Tip of the Week: Three cost-effective ways to improve quality
Accreditation Connection, June 27, 2005
Missi Halvorsen, RN, BSN, the Jacksonville, FL-based Baptist Medical Center's senior JCAHO and regulatory accreditation consultant, suggests these three cost-effective strategies to improve quality:
1. Use standardized orders:
Writing standardized orders into all discharge instructions is one of the most reliable ways to improve your organization's adherence to the quality measures that CMS will tie to Medicare reimbursement, says Halvorsen.
When built into your processes, standardized orders also help remind physicians about simple details they might forget, such as offering smoking-cessation counseling or prescribing aspirin or antibiotics before the patient moves from the ED to a patient care unit.
2. Do a walk-through:
Looking at a unit from the patient's point of view can help staff identify lapses in quality and patient safety, says Halvorsen.
Consider recruiting a nonclinical person, such as someone who works in the finance or maintenance departments, to walk through each unit looking for quality concerns.

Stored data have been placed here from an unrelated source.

#[cfg(test)]
mod tests {
    use super::*;
    use weft_align::{align_texts, OmitChars};

    fn tokenized(name: &str, content: &str, intervals: &[(usize, usize)]) -> (DocumentGraph, NodeId) {
        let mut g = DocumentGraph::new(name);
        let text = g.create_text("text", content);
        for &(s, e) in intervals {
            g.create_token(text, s, e).unwrap();
        }
        (g, text)
    }

    fn link_up(
        index: &mut EquivalenceIndex,
        base_text: NodeId,
        other_text: NodeId,
    ) -> TextLink {
        let alignment = align_texts(
            index.base_normalized(base_text).unwrap(),
            index.other_normalized(other_text).unwrap(),
            &OmitChars::default(),
            true,
        )
        .unwrap();
        let link = TextLink {
            base_text,
            other_text,
            offset: alignment.offset,
            base_is_bigger: alignment.base_is_bigger,
        };
        index.add_link(link);
        link
    }

    #[test]
    fn identical_tokenization_maps_without_creation() {
        let (mut base, base_text) = tokenized("base", "a small example", &[(0, 1), (2, 7), (8, 15)]);
        let (other, other_text) = tokenized("other", "a small example", &[(0, 1), (2, 7), (8, 15)]);

        let table = EscapeTable::default();
        let mut index = EquivalenceIndex::new();
        index.register_base_text(&base, base_text, &table).unwrap();
        index.register_other_text(&other, other_text, &table).unwrap();

        let link = link_up(&mut index, base_text, other_text);
        let nodes_before = base.node_count();
        index.align_tokens(&mut base, &link).unwrap();

        assert_eq!(index.equivalence_count(), 3);
        assert_eq!(base.node_count(), nodes_before);
        for (other_token, _, _) in other.tokens_of_text(other_text) {
            assert!(index.equivalent(other_token).is_some());
        }
    }

    #[test]
    fn align_tokens_is_idempotent() {
        let (mut base, base_text) = tokenized("base", "one two", &[(0, 3), (4, 7)]);
        let (other, other_text) = tokenized("other", "one two", &[(0, 3), (4, 7)]);

        let table = EscapeTable::default();
        let mut index = EquivalenceIndex::new();
        index.register_base_text(&base, base_text, &table).unwrap();
        index.register_other_text(&other, other_text, &table).unwrap();

        let link = link_up(&mut index, base_text, other_text);
        index.align_tokens(&mut base, &link).unwrap();
        let size = index.equivalence_count();
        let added = index.align_tokens(&mut base, &link).unwrap();
        assert_eq!(added, 0);
        assert_eq!(index.equivalence_count(), size);
    }

    #[test]
    fn missing_base_token_is_created_in_original_coordinates() {
        // Base has no token over "wäre"; the other document does. The
        // created base token must cover the original (unnormalized) chars.
        let (mut base, base_text) = tokenized("base", "Das wäre gut", &[(0, 3)]);
        let (other, other_text) = tokenized("other", "Das wäre gut", &[(0, 3), (4, 8)]);

        let table = EscapeTable::default();
        let mut index = EquivalenceIndex::new();
        index.register_base_text(&base, base_text, &table).unwrap();
        index.register_other_text(&other, other_text, &table).unwrap();

        let link = link_up(&mut index, base_text, other_text);
        index.align_tokens(&mut base, &link).unwrap();

        assert_eq!(index.equivalence_count(), 2);
        let tokens = base.tokens_of_text(base_text);
        assert_eq!(tokens.len(), 2);
        // "wäre" sits at original chars [4, 8).
        assert_eq!(tokens[1].1, 4);
        assert_eq!(tokens[1].2, 8);
    }

    #[test]
    fn different_tokenization_only_exact_intervals_match() {
        // Other splits "ab cd" as one big token; base has two. No exact
        // interval coincides, so the other token maps onto a newly created
        // base token spanning both words.
        let (mut base, base_text) = tokenized("base", "ab cd", &[(0, 2), (3, 5)]);
        let (other, other_text) = tokenized("other", "ab cd", &[(0, 5)]);

        let table = EscapeTable::default();
        let mut index = EquivalenceIndex::new();
        index.register_base_text(&base, base_text, &table).unwrap();
        index.register_other_text(&other, other_text, &table).unwrap();

        let link = link_up(&mut index, base_text, other_text);
        index.align_tokens(&mut base, &link).unwrap();

        // One equivalence for the one other token; base grew a third token.
        assert_eq!(index.equivalence_count(), 1);
        assert_eq!(base.tokens_of_text(base_text).len(), 3);
    }

    #[test]
    fn bigger_other_text_never_grows() {
        let (mut base, base_text) = tokenized("base", "small example", &[(0, 5), (6, 13)]);
        let (mut other, other_text) =
            tokenized("other", "This is no small example", &[(0, 4), (5, 7)]);
        let extra = other.create_token(other_text, 11, 16).unwrap();
        let _ = other.create_token(other_text, 17, 24).unwrap();

        let table = EscapeTable::default();
        let mut index = EquivalenceIndex::new();
        index.register_base_text(&base, base_text, &table).unwrap();
        index.register_other_text(&other, other_text, &table).unwrap();

        let link = link_up(&mut index, base_text, other_text);
        assert!(!link.base_is_bigger);

        let other_count = other.node_count();
        index.align_tokens(&mut base, &link).unwrap();

        // "small" and "example" match; "This" and "is" stay unmapped and
        // nothing is ever created in the other document.
        assert_eq!(index.equivalence_count(), 2);
        assert_eq!(other.node_count(), other_count);
        assert!(index.equivalent(extra).is_some());
    }

    #[test]
    fn finish_document_clears_transient_state() {
        let (mut base, base_text) = tokenized("base", "one two", &[(0, 3), (4, 7)]);
        let (other, other_text) = tokenized("other", "one two", &[(0, 3), (4, 7)]);

        let table = EscapeTable::default();
        let mut index = EquivalenceIndex::new();
        index.register_base_text(&base, base_text, &table).unwrap();
        index.register_other_text(&other, other_text, &table).unwrap();
        let link = link_up(&mut index, base_text, other_text);
        index.align_tokens(&mut base, &link).unwrap();

        index.finish_document();
        assert_eq!(index.equivalence_count(), 0);
        assert!(index.other_normalized(other_text).is_none());
        assert!(index.link_for_other_text(other_text).is_none());
        // Base state survives for the next document of the group.
        assert!(index.base_normalized(base_text).is_some());
    }
}
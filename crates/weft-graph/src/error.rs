//! Error types for the document-graph model.

use crate::node::NodeId;

/// Errors that can occur during graph construction or traversal.
#[derive(Debug, thiserror::Error)]
pub enum GraphError {
    /// A referenced node was not found in the graph.
    #[error("node not found: {0}")]
    NodeNotFound(NodeId),

    /// A token interval reaches outside the bounds of its primary text.
    #[error("interval [{start}, {end}) out of bounds for text {text} of length {len}")]
    IntervalOutOfBounds {
        /// The primary-text node.
        text: NodeId,
        /// Interval start (inclusive, char offset).
        start: usize,
        /// Interval end (exclusive, char offset).
        end: usize,
        /// Character length of the text.
        len: usize,
    },

    /// A node was used in a role its kind does not support, e.g. spanning
    /// a non-token or anchoring a token to a non-text node.
    #[error("node {node} has the wrong kind for this operation: {expected} expected")]
    WrongNodeKind {
        /// The offending node.
        node: NodeId,
        /// Description of the expected kind.
        expected: &'static str,
    },

    /// A span or structure was created over an empty child set.
    #[error("cannot create a {kind} over an empty child set")]
    EmptyChildSet {
        /// "span" or "structure".
        kind: &'static str,
    },

    /// A cycle was detected while walking hierarchical relations, which
    /// violates the span/dominance DAG invariant.
    #[error("cycle detected in hierarchical relations involving node {0}")]
    CycleDetected(NodeId),
}

/// Convenience alias for graph results.
pub type GraphResult<T> = Result<T, GraphError>;
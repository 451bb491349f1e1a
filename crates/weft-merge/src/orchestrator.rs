//! Orchestration of a document-group merge.
//!
//! [`MergeOrchestrator`] chooses the base document, then folds every other
//! document of the group into it: normalize its texts, cross-align them
//! against the base texts (n:m), merge tokens per aligned pair, run one
//! bottom-up graph-merge traversal, merge pointing relations, and discard
//! the document's transient state. The group merge either fully succeeds or
//! aborts with the first fatal error; there is no partial result.

use std::collections::HashSet;

use tracing::{info, warn};

use weft_align::align_texts;
use weft_graph::{traverse_bottom_up, DocumentGraph, NodeId};

use crate::config::MergeConfig;
use crate::equivalence::{EquivalenceIndex, TextLink};
use crate::error::{MergeError, MergeResult};
use crate::traversal::{merge_pointing_relations, MergeHandler};

/// The outcome of merging a document group.
#[derive(Debug)]
pub struct MergedGroup {
    /// The base document, now carrying the union of the group's content.
    pub base: DocumentGraph,
    /// Names of the documents folded into the base, in merge order. The
    /// documents themselves are consumed by the merge.
    pub absorbed: Vec<String>,
    /// `(document name, text name)` pairs for other-document texts that
    /// aligned with no base text. Diagnostic, not an error.
    pub unmatched_texts: Vec<(String, String)>,
}

/// Drives the merge of whole document groups.
#[derive(Clone, Debug, Default)]
pub struct MergeOrchestrator {
    config: MergeConfig,
}

impl MergeOrchestrator {
    /// An orchestrator with the given configuration.
    pub fn new(config: MergeConfig) -> Self {
        Self { config }
    }

    /// The active configuration.
    pub fn config(&self) -> &MergeConfig {
        &self.config
    }

    /// Pick the base document: the first one when `first_as_base` is set,
    /// otherwise the document with the greatest node + relation count,
    /// ties broken by position.
    fn choose_base(&self, docs: &[DocumentGraph]) -> usize {
        if self.config.first_as_base {
            return 0;
        }
        let mut best = 0;
        let mut best_weight = 0;
        for (i, doc) in docs.iter().enumerate() {
            let weight = doc.node_count() + doc.relation_count();
            if weight > best_weight {
                best = i;
                best_weight = weight;
            }
        }
        best
    }

    /// Merge a document group into its base document.
    ///
    /// A group of one document is returned unchanged; an empty group is an
    /// error. On any fatal error the whole group merge is aborted.
    pub fn merge_group(&self, mut docs: Vec<DocumentGraph>) -> MergeResult<MergedGroup> {
        if docs.is_empty() {
            return Err(MergeError::EmptyGroup);
        }
        let base_idx = self.choose_base(&docs);
        let mut base = docs.remove(base_idx);
        let mut absorbed = Vec::new();
        let mut unmatched_texts = Vec::new();

        if docs.is_empty() {
            return Ok(MergedGroup {
                base,
                absorbed,
                unmatched_texts,
            });
        }
        info!(base = base.name(), others = docs.len(), "merging document group");

        let omit = self.config.omit();
        let table = &self.config.escape_table;

        let mut index = EquivalenceIndex::new();
        let base_text_ids: Vec<NodeId> = base.texts().map(|n| n.id).collect();
        for &text in &base_text_ids {
            index.register_base_text(&base, text, table)?;
        }

        for other in docs {
            info!(doc = other.name(), "merging document");
            let other_text_ids: Vec<NodeId> = other.texts().map(|n| n.id).collect();
            for &text in &other_text_ids {
                index.register_other_text(&other, text, table)?;
            }

            // n:m alignment of every base text against every other text.
            let mut matched: HashSet<NodeId> = HashSet::new();
            for &base_text in &base_text_ids {
                for &other_text in &other_text_ids {
                    if self.config.only_same_named_texts {
                        let base_name = base.node(base_text).and_then(|n| n.name.as_deref());
                        let other_name = other.node(other_text).and_then(|n| n.name.as_deref());
                        if base_name != other_name {
                            continue;
                        }
                    }
                    let (Some(base_norm), Some(other_norm)) = (
                        index.base_normalized(base_text),
                        index.other_normalized(other_text),
                    ) else {
                        continue;
                    };
                    let Some(alignment) = align_texts(
                        base_norm,
                        other_norm,
                        &omit,
                        self.config.use_indexed_search,
                    ) else {
                        continue;
                    };
                    let link = TextLink {
                        base_text,
                        other_text,
                        offset: alignment.offset,
                        base_is_bigger: alignment.base_is_bigger,
                    };
                    index.add_link(link);
                    index.align_tokens(&mut base, &link)?;
                    matched.insert(other_text);
                }
            }
            for &other_text in &other_text_ids {
                if !matched.contains(&other_text) {
                    let text_name = other
                        .node(other_text)
                        .and_then(|n| n.name.clone())
                        .unwrap_or_default();
                    warn!(
                        doc = other.name(),
                        text = %text_name,
                        "text aligned with no base text"
                    );
                    unmatched_texts.push((other.name().to_string(), text_name));
                }
            }

            // One bottom-up traversal per (base, other) pair, then the
            // pointing pass, then the transient state is discarded.
            let roots = other.hierarchical_roots();
            let mut handler = MergeHandler::new(&mut base, &mut index, self.config.copy_nodes);
            traverse_bottom_up(&other, &roots, &mut handler)?;
            merge_pointing_relations(&mut base, &other, &index)?;
            index.finish_document();
            absorbed.push(other.name().to_string());
        }

        Ok(MergedGroup {
            base,
            absorbed,
            unmatched_texts,
        })
    }
}
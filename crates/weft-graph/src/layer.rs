//! Layers: named, annotatable groupings of nodes and relations.

use std::collections::BTreeSet;
use std::fmt;

use serde::{Deserialize, Serialize};

use crate::node::{Annotations, NodeId};
use crate::relation::RelationId;

/// Identifier of a layer within one [`DocumentGraph`](crate::DocumentGraph).
#[derive(Clone, Copy, Debug, PartialEq, Eq, PartialOrd, Ord, Hash, Serialize, Deserialize)]
pub struct LayerId(pub(crate) u32);

impl LayerId {
    /// The raw arena index.
    pub fn index(self) -> usize {
        self.0 as usize
    }
}

impl fmt::Display for LayerId {
    fn fmt(&self, f: &mut fmt::Formatter<'_>) -> fmt::Result {
        write!(f, "l{}", self.0)
    }
}

/// A named grouping of nodes and relations, itself annotatable.
///
/// Layers typically correspond to annotation layers such as `morphology`
/// or `syntax`. Membership sets are ordered for deterministic iteration.
#[derive(Clone, Debug, PartialEq, Eq, Serialize, Deserialize)]
pub struct Layer {
    /// This layer's id within its graph.
    pub id: LayerId,
    /// The layer name; unique within a graph.
    pub name: String,
    /// Member nodes.
    pub nodes: BTreeSet<NodeId>,
    /// Member relations.
    pub relations: BTreeSet<RelationId>,
    /// Regular annotations.
    pub annos: Annotations,
    /// Meta annotations.
    pub meta: Annotations,
}

impl Layer {
    /// Returns `true` if the node is a member of this layer.
    pub fn contains_node(&self, node: NodeId) -> bool {
        self.nodes.contains(&node)
    }

    /// Returns `true` if the relation is a member of this layer.
    pub fn contains_relation(&self, relation: RelationId) -> bool {
        self.relations.contains(&relation)
    }
}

Halvorsen recalls one maintenance manager calling attention to waiting areas being referred to as "waiting rooms." He suggested that the hospital call them "family areas" instead because the term "waiting room" causes patients and families to feel inferior and powerless.
3. Tweak your patient-satisfaction surveys:
Most surveys ask patients to rate the care they received. While that's helpful for high-level benchmarking purposes, it doesn't provide the kind of personal feedback that organizations need to make point-of-care improvements, says Halvorsen.
With that in mind, a more useful patient-satisfaction survey should ask questions that generate more specific feedback, such as:
did you feel prepared to leave the hospital and care for yourself?
do you understand when and how to take your medication?